We provide an evaluation of an analytical workload in a confidential computing environment, combining DuckDB with two technologies: modular columnar encryption in Parquet files (data at rest) and the newest version of the Intel SGX Trusted Execution Environment (TEE), providing a hardware enclave where data in flight can be (more) securely decrypted and processed. One finding is that the "performance tax" for such confidential analytical processing is acceptable compared to not using these technologies. We eventually manage to run TPC-H SF30 with under 2x overhead compared to non-encrypted, non-enclave execution; we show that, specifically, columnar compression and encryption are a good combination. Our second finding consists of dos and don'ts to tune DuckDB to work effectively in this environment.
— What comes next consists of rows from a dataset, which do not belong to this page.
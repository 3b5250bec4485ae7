use indicatif::{ProgressBar, ProgressStyle};
use std::time::Duration;

pub struct ProgressReporter {
    progress_bar: Option<ProgressBar>,
}

impl ProgressReporter {
    pub fn new(total: u64, message: &str, silent: bool) -> Self {
        if silent {
            return Self::silent();
        }

        let pb = ProgressBar::new(total);
        if let Ok(style) = ProgressStyle::default_bar()
            .template("{msg}\n{spinner:.green} [{elapsed_precise}] [{bar:40.cyan/blue}] {pos}/{len} ({eta})")
        {
            pb.set_style(style.progress_chars("#>-"));
        }
        pb.set_message(message.to_string());
        pb.enable_steady_tick(Duration::from_millis(100));

        Self {
            progress_bar: Some(pb),
        }
    }

    pub fn new_spinner(message: &str, silent: bool) -> Self {
        if silent {
            return Self::silent();
        }

        let pb = ProgressBar::new_spinner();
        if let Ok(style) = ProgressStyle::default_spinner().template("{spinner:.green} {msg}") {
            pb.set_style(style);
        }
        pb.set_message(message.to_string());
        pb.enable_steady_tick(Duration::from_millis(100));

        Self {
            progress_bar: Some(pb),
        }
    }

    pub fn silent() -> Self {
        Self { progress_bar: None }
    }

    pub fn set_length(&self, total: u64) {
        if let Some(ref pb) = self.progress_bar {
            pb.set_length(total);
        }
    }

    pub fn update(&self, current: u64) {
        if let Some(ref pb) = self.progress_bar {
            pb.set_position(current);
        }
    }

    pub fn set_message(&self, message: &str) {
        if let Some(ref pb) = self.progress_bar {
            pb.set_message(message.to_string());
        }
    }

    pub fn finish_with_message(&self, message: &str) {
        if let Some(ref pb) = self.progress_bar {
            pb.finish_with_message(message.to_string());
        }
    }
}

impl Drop for ProgressReporter {
    fn drop(&mut self) {
        if let Some(ref pb) = self.progress_bar {
            pb.finish();
        }
    }
}
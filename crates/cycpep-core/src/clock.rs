use std::time::{SystemTime, UNIX_EPOCH};

/// Milliseconds since the Unix epoch, the unit of every job record timestamp.
///
/// A clock set before the epoch reads as `0` instead of failing.
pub fn current_unix_timestamp_ms() -> u64 {
    SystemTime::now()
        .duration_since(UNIX_EPOCH)
        .unwrap_or_default()
        .as_millis()
        .try_into()
        .unwrap_or(u64::MAX)
}

/// Nanoseconds since the Unix epoch; only used as id entropy.
pub fn current_unix_timestamp_nanos() -> u128 {
    SystemTime::now()
        .duration_since(UNIX_EPOCH)
        .unwrap_or_default()
        .as_nanos()
}

#[cfg(test)]
mod tests {
    use super::{current_unix_timestamp_ms, current_unix_timestamp_nanos};

    #[test]
    fn unit_millis_and_nanos_agree() {
        let before_ms = current_unix_timestamp_ms();
        let nanos = current_unix_timestamp_nanos();
        let after_ms = current_unix_timestamp_ms();
        let nanos_ms = u64::try_from(nanos / 1_000_000).expect("fits in u64");
        assert!(before_ms <= nanos_ms && nanos_ms <= after_ms);
    }
}
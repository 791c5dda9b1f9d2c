use std::fmt;
use std::path::{Path, PathBuf};

use serde::{Deserialize, Serialize};
use serde_json::{Map, Value};

use crate::error::{JobError, JobsResult};

const JOB_RECORD_SCHEMA_VERSION: u32 = 1;

fn job_record_schema_version() -> u32 {
    JOB_RECORD_SCHEMA_VERSION
}

/// Enumerates the lifecycle states of a job.
#[derive(Debug, Clone, Copy, Serialize, Deserialize, PartialEq, Eq, Hash)]
#[serde(rename_all = "snake_case")]
pub enum JobStatus {
    /// Job is persisted and its background task has not started the process yet.
    Pending,
    /// Job process has been launched and is currently active.
    Running,
    /// Job process exited with status zero.
    Completed,
    /// Job process exited non-zero, could not be launched, or was interrupted.
    Failed,
    /// Job was cancelled before completion.
    Cancelled,
}

impl JobStatus {
    pub const ALL: [JobStatus; 5] = [
        JobStatus::Pending,
        JobStatus::Running,
        JobStatus::Completed,
        JobStatus::Failed,
        JobStatus::Cancelled,
    ];

    /// Returns the stable snake_case wire representation.
    pub fn as_str(self) -> &'static str {
        match self {
            Self::Pending => "pending",
            Self::Running => "running",
            Self::Completed => "completed",
            Self::Failed => "failed",
            Self::Cancelled => "cancelled",
        }
    }

    /// Returns true when the job cannot transition any further.
    pub fn is_terminal(self) -> bool {
        matches!(self, Self::Completed | Self::Failed | Self::Cancelled)
    }

    /// Returns true when `next` is a legal edge of the job state machine.
    pub fn can_transition_to(self, next: JobStatus) -> bool {
        matches!(
            (self, next),
            (Self::Pending, Self::Running)
                | (Self::Pending, Self::Cancelled)
                | (Self::Running, Self::Completed)
                | (Self::Running, Self::Failed)
                | (Self::Running, Self::Cancelled)
        )
    }
}

impl fmt::Display for JobStatus {
    fn fmt(&self, f: &mut fmt::Formatter<'_>) -> fmt::Result {
        f.write_str(self.as_str())
    }
}

/// Enumerates list filters used by the job query APIs.
#[derive(Debug, Clone, Copy, PartialEq, Eq)]
pub enum JobStatusFilter {
    /// Matches exactly one status.
    Status(JobStatus),
    /// Matches `pending` and `running` jobs.
    Active,
    /// Matches any terminal job (`completed`, `failed`, `cancelled`).
    Terminal,
}

impl JobStatusFilter {
    /// Parses a filter token used by the tool surface.
    pub fn parse(raw: &str) -> Option<Self> {
        match raw.trim().to_ascii_lowercase().as_str() {
            "pending" => Some(Self::Status(JobStatus::Pending)),
            "running" => Some(Self::Status(JobStatus::Running)),
            "completed" => Some(Self::Status(JobStatus::Completed)),
            "failed" => Some(Self::Status(JobStatus::Failed)),
            "cancelled" | "canceled" => Some(Self::Status(JobStatus::Cancelled)),
            "active" => Some(Self::Active),
            "terminal" => Some(Self::Terminal),
            _ => None,
        }
    }

    /// Evaluates whether a status satisfies this filter.
    pub fn matches(self, status: JobStatus) -> bool {
        match self {
            Self::Status(expected) => status == expected,
            Self::Active => !status.is_terminal(),
            Self::Terminal => status.is_terminal(),
        }
    }
}

impl From<JobStatus> for JobStatusFilter {
    fn from(status: JobStatus) -> Self {
        Self::Status(status)
    }
}

/// External command a job runs: an executable plus its argument list.
#[derive(Debug, Clone, Serialize, Deserialize, PartialEq, Eq)]
pub struct JobCommand {
    pub executable: String,
    #[serde(default)]
    pub args: Vec<String>,
}

impl JobCommand {
    pub fn new(executable: impl Into<String>, args: Vec<String>) -> Self {
        Self {
            executable: executable.into(),
            args,
        }
    }

    /// Renders the command as one shell-like line for logs and status payloads.
    pub fn display_line(&self) -> String {
        let mut line = self.executable.clone();
        for arg in &self.args {
            line.push(' ');
            if arg.is_empty() || arg.chars().any(char::is_whitespace) {
                line.push_str(&format!("{arg:?}"));
            } else {
                line.push_str(arg);
            }
        }
        line
    }
}

/// Structured payload a prediction script reports on success.
///
/// The JSON object is stored exactly as the script emitted it; the
/// well-known keys are read through accessors and never normalised.
#[derive(Debug, Clone, Serialize, Deserialize, PartialEq)]
#[serde(transparent)]
pub struct JobResult {
    payload: Map<String, Value>,
}

impl JobResult {
    /// Result used when a job exits zero without emitting structured output.
    pub fn empty() -> Self {
        let mut payload = Map::new();
        payload.insert("success".to_string(), Value::Bool(true));
        payload.insert("output_files".to_string(), Value::Array(Vec::new()));
        Self { payload }
    }

    /// Wraps a script's JSON output; returns `None` unless `value` is an object.
    pub fn from_value(value: Value) -> Option<Self> {
        match value {
            Value::Object(payload) => Some(Self { payload }),
            _ => None,
        }
    }

    /// The `success` flag; missing or non-boolean counts as success.
    pub fn success(&self) -> bool {
        self.payload
            .get("success")
            .and_then(Value::as_bool)
            .unwrap_or(true)
    }

    /// String entries of `output_files`; anything else is ignored.
    pub fn output_files(&self) -> Vec<&str> {
        self.payload
            .get("output_files")
            .and_then(Value::as_array)
            .map(|items| items.iter().filter_map(Value::as_str).collect())
            .unwrap_or_default()
    }

    pub fn metadata(&self) -> Option<&Map<String, Value>> {
        self.payload.get("metadata").and_then(Value::as_object)
    }

    pub fn get(&self, key: &str) -> Option<&Value> {
        self.payload.get(key)
    }

    pub fn as_map(&self) -> &Map<String, Value> {
        &self.payload
    }
}

/// Terminal outcome of a job: a result payload or a failure message, never both.
#[derive(Debug, Clone, Serialize, Deserialize, PartialEq)]
#[serde(tag = "kind", rename_all = "snake_case")]
pub enum JobOutcome {
    Success { result: JobResult },
    Failure { message: String },
}

/// Durable metadata persisted for each job.
///
/// Lifecycle fields are private; they only change through the `mark_*`
/// transitions, which reject every edge outside the job state machine.
#[derive(Debug, Clone, Serialize, Deserialize, PartialEq)]
pub struct JobRecord {
    #[serde(default = "job_record_schema_version")]
    schema_version: u32,
    job_id: String,
    job_name: String,
    command: JobCommand,
    status: JobStatus,
    submitted_at: u64,
    #[serde(default)]
    started_at: Option<u64>,
    #[serde(default)]
    completed_at: Option<u64>,
    #[serde(default)]
    outcome: Option<JobOutcome>,
    log_path: PathBuf,
    work_dir: PathBuf,
}

impl JobRecord {
    /// Builds a freshly submitted record in the `pending` state.
    pub fn new_pending(
        job_id: impl Into<String>,
        job_name: impl Into<String>,
        command: JobCommand,
        submitted_at: u64,
        log_path: PathBuf,
        work_dir: PathBuf,
    ) -> Self {
        Self {
            schema_version: JOB_RECORD_SCHEMA_VERSION,
            job_id: job_id.into(),
            job_name: job_name.into(),
            command,
            status: JobStatus::Pending,
            submitted_at,
            started_at: None,
            completed_at: None,
            outcome: None,
            log_path,
            work_dir,
        }
    }

    pub fn job_id(&self) -> &str {
        &self.job_id
    }

    pub fn job_name(&self) -> &str {
        &self.job_name
    }

    pub fn command(&self) -> &JobCommand {
        &self.command
    }

    pub fn status(&self) -> JobStatus {
        self.status
    }

    pub fn submitted_at(&self) -> u64 {
        self.submitted_at
    }

    pub fn started_at(&self) -> Option<u64> {
        self.started_at
    }

    pub fn completed_at(&self) -> Option<u64> {
        self.completed_at
    }

    pub fn outcome(&self) -> Option<&JobOutcome> {
        self.outcome.as_ref()
    }

    /// Result payload; present only for completed jobs.
    pub fn result(&self) -> Option<&JobResult> {
        match &self.outcome {
            Some(JobOutcome::Success { result }) => Some(result),
            _ => None,
        }
    }

    /// Failure message; present only for failed jobs.
    pub fn error(&self) -> Option<&str> {
        match &self.outcome {
            Some(JobOutcome::Failure { message }) => Some(message.as_str()),
            _ => None,
        }
    }

    pub fn log_path(&self) -> &Path {
        &self.log_path
    }

    pub fn work_dir(&self) -> &Path {
        &self.work_dir
    }

    /// `pending -> running`; stamps `started_at`.
    pub fn mark_running(&mut self, now_ms: u64) -> JobsResult<()> {
        self.ensure_transition(JobStatus::Running, "start")?;
        self.status = JobStatus::Running;
        self.started_at = Some(now_ms.max(self.submitted_at));
        Ok(())
    }

    /// `running -> completed` with the decoded result payload.
    pub fn mark_completed(&mut self, now_ms: u64, result: JobResult) -> JobsResult<()> {
        self.ensure_transition(JobStatus::Completed, "complete")?;
        self.finish(
            JobStatus::Completed,
            now_ms,
            Some(JobOutcome::Success { result }),
        );
        Ok(())
    }

    /// `running -> failed` with a human-readable cause.
    pub fn mark_failed(&mut self, now_ms: u64, message: impl Into<String>) -> JobsResult<()> {
        self.ensure_transition(JobStatus::Failed, "fail")?;
        self.finish(
            JobStatus::Failed,
            now_ms,
            Some(JobOutcome::Failure {
                message: message.into(),
            }),
        );
        Ok(())
    }

    /// `pending|running -> cancelled`.
    ///
    /// A job cancelled straight from `pending` gets `started_at` equal to its
    /// cancellation time, so every record that left `pending` carries one.
    pub fn mark_cancelled(&mut self, now_ms: u64) -> JobsResult<()> {
        self.ensure_transition(JobStatus::Cancelled, "cancel")?;
        if self.started_at.is_none() {
            self.started_at = Some(now_ms.max(self.submitted_at));
        }
        self.finish(JobStatus::Cancelled, now_ms, None);
        Ok(())
    }

    /// Checks the cross-field invariants of a record loaded from disk.
    pub fn validate(&self) -> Result<(), String> {
        match (self.status, &self.outcome) {
            (JobStatus::Completed, Some(JobOutcome::Success { .. }))
            | (JobStatus::Failed, Some(JobOutcome::Failure { .. }))
            | (JobStatus::Pending | JobStatus::Running | JobStatus::Cancelled, None) => {}
            (status, _) => {
                return Err(format!("outcome does not match status '{status}'"));
            }
        }
        if self.status != JobStatus::Pending && self.started_at.is_none() {
            return Err(format!("status '{}' requires started_at", self.status));
        }
        if self.status.is_terminal() != self.completed_at.is_some() {
            return Err(format!(
                "completed_at presence does not match status '{}'",
                self.status
            ));
        }
        let ordered = match (self.started_at, self.completed_at) {
            (Some(started), Some(completed)) => {
                self.submitted_at <= started && started <= completed
            }
            (Some(started), None) => self.submitted_at <= started,
            (None, Some(_)) => false,
            (None, None) => true,
        };
        if !ordered {
            return Err("timestamps are not monotonically ordered".to_string());
        }
        Ok(())
    }

    fn ensure_transition(&self, next: JobStatus, operation: &'static str) -> JobsResult<()> {
        if self.status.can_transition_to(next) {
            return Ok(());
        }
        Err(JobError::InvalidState {
            job_id: self.job_id.clone(),
            status: self.status,
            operation,
        })
    }

    fn finish(&mut self, status: JobStatus, now_ms: u64, outcome: Option<JobOutcome>) {
        let floor = self.started_at.unwrap_or(self.submitted_at);
        self.status = status;
        self.completed_at = Some(now_ms.max(floor));
        self.outcome = outcome;
    }
}
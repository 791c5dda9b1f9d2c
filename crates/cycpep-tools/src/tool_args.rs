use serde_json::Value;

/// Required non-blank string argument, trimmed.
pub(crate) fn required_string(arguments: &Value, key: &str) -> Result<String, String> {
    let value = arguments
        .get(key)
        .and_then(Value::as_str)
        .map(str::trim)
        .ok_or_else(|| format!("missing required string argument '{key}'"))?;
    if value.is_empty() {
        return Err(format!("required argument '{key}' must not be empty"));
    }
    Ok(value.to_string())
}

/// Optional string argument; blank and `null` count as absent.
pub(crate) fn optional_string(arguments: &Value, key: &str) -> Result<Option<String>, String> {
    let Some(value) = arguments.get(key).filter(|value| !value.is_null()) else {
        return Ok(None);
    };
    let Some(raw) = value.as_str() else {
        return Err(format!("optional argument '{key}' must be a string"));
    };
    let trimmed = raw.trim();
    if trimmed.is_empty() {
        return Ok(None);
    }
    Ok(Some(trimmed.to_string()))
}

/// Optional array of strings with blank entries dropped.
pub(crate) fn optional_string_array(arguments: &Value, key: &str) -> Result<Vec<String>, String> {
    let Some(value) = arguments.get(key).filter(|value| !value.is_null()) else {
        return Ok(Vec::new());
    };
    let Some(items) = value.as_array() else {
        return Err(format!("'{key}' must be an array of strings"));
    };
    let mut values = Vec::with_capacity(items.len());
    for item in items {
        let Some(raw) = item.as_str() else {
            return Err(format!("'{key}' must be an array of strings"));
        };
        let normalized = raw.trim();
        if normalized.is_empty() {
            continue;
        }
        values.push(normalized.to_string());
    }
    Ok(values)
}

/// Array of strings kept verbatim, for process arguments where blanks are meaningful.
pub(crate) fn optional_raw_string_array(
    arguments: &Value,
    key: &str,
) -> Result<Vec<String>, String> {
    let Some(value) = arguments.get(key).filter(|value| !value.is_null()) else {
        return Ok(Vec::new());
    };
    let Some(items) = value.as_array() else {
        return Err(format!("'{key}' must be an array of strings"));
    };
    items
        .iter()
        .map(|item| {
            item.as_str()
                .map(str::to_string)
                .ok_or_else(|| format!("'{key}' must be an array of strings"))
        })
        .collect()
}

/// Optional non-negative integer argument.
pub(crate) fn optional_usize(arguments: &Value, key: &str, default: usize) -> Result<usize, String> {
    let Some(value) = arguments.get(key).filter(|value| !value.is_null()) else {
        return Ok(default);
    };
    let parsed = value
        .as_u64()
        .ok_or_else(|| format!("optional argument '{key}' must be a non-negative integer"))?;
    usize::try_from(parsed).map_err(|_| format!("optional argument '{key}' exceeds host usize range"))
}
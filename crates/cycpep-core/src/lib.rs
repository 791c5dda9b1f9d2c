//! Low-level helpers shared by the CycPep crates.
//!
//! Atomic file replacement for job metadata, epoch clocks for record
//! timestamps, and a poison-tolerant mutex lock.

pub mod atomic_io;
pub mod clock;
pub mod sync_utils;

pub use atomic_io::{is_atomic_temp_file_name, write_text_atomic};
pub use clock::{current_unix_timestamp_ms, current_unix_timestamp_nanos};
pub use sync_utils::lock_unpoisoned;
//! Asynchronous, restart-durable job management for external prediction runs.
//!
//! A [`JobManager`] persists every submitted command as a [`JobRecord`] in a
//! [`JobStore`], runs it on its own tokio task through the process runner,
//! and answers status, result, log and list queries straight from disk.

pub mod error;
pub mod id;
pub mod log;
pub mod manager;
pub mod record;
pub mod runner;
pub mod store;

pub use error::{JobError, JobErrorKind, JobsResult};
pub use id::generate_job_id;
pub use log::{read_log_tail, JobLog};
pub use manager::{JobManager, JobManagerConfig, RecoveryReport, SubmitRequest};
pub use record::{JobCommand, JobOutcome, JobRecord, JobResult, JobStatus, JobStatusFilter};
pub use runner::{decode_job_result, run_process, ProcessSpec, RunOutcome};
pub use store::JobStore;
There are various performance hazards: potentially 5x higher cache miss costs due to memory encryption inside the enclave, NUMA penalties, and highly elevated cost of swapping pages in and out of the enclave -- which is also triggered indirectly by using a non-SGX-aware malloc library.

翻译：我们针对机密计算环境下的分析型工作负载进行了评估，将DuckDB与两项技术相结合：Parquet文件中的模块化列级加密（静态数据）以及最新版英特尔SGX可信执行环境（TEE），后者提供硬件飞地，可（更）安全地解密和处理传输中的数据。一项发现是：相较于不使用这些技术，此类机密分析处理的"性能税"是可以接受的。我们最终成功运行了TPC-H SF30基准测试，其开销仅为非加密、非飞地执行环境的2倍以内；研究表明，列式压缩与加密技术形成了良好组合。第二项发现涉及在机密环境中有效调优DuckDB的可行与不可行操作。存在多种性能风险：因飞地内内存加密导致的缓存未命中代价可能升高5倍、NUMA惩罚机制、以及飞地内外页交换成本大幅上升——这些风险也会因使用非SGX感知的malloc库而间接触发。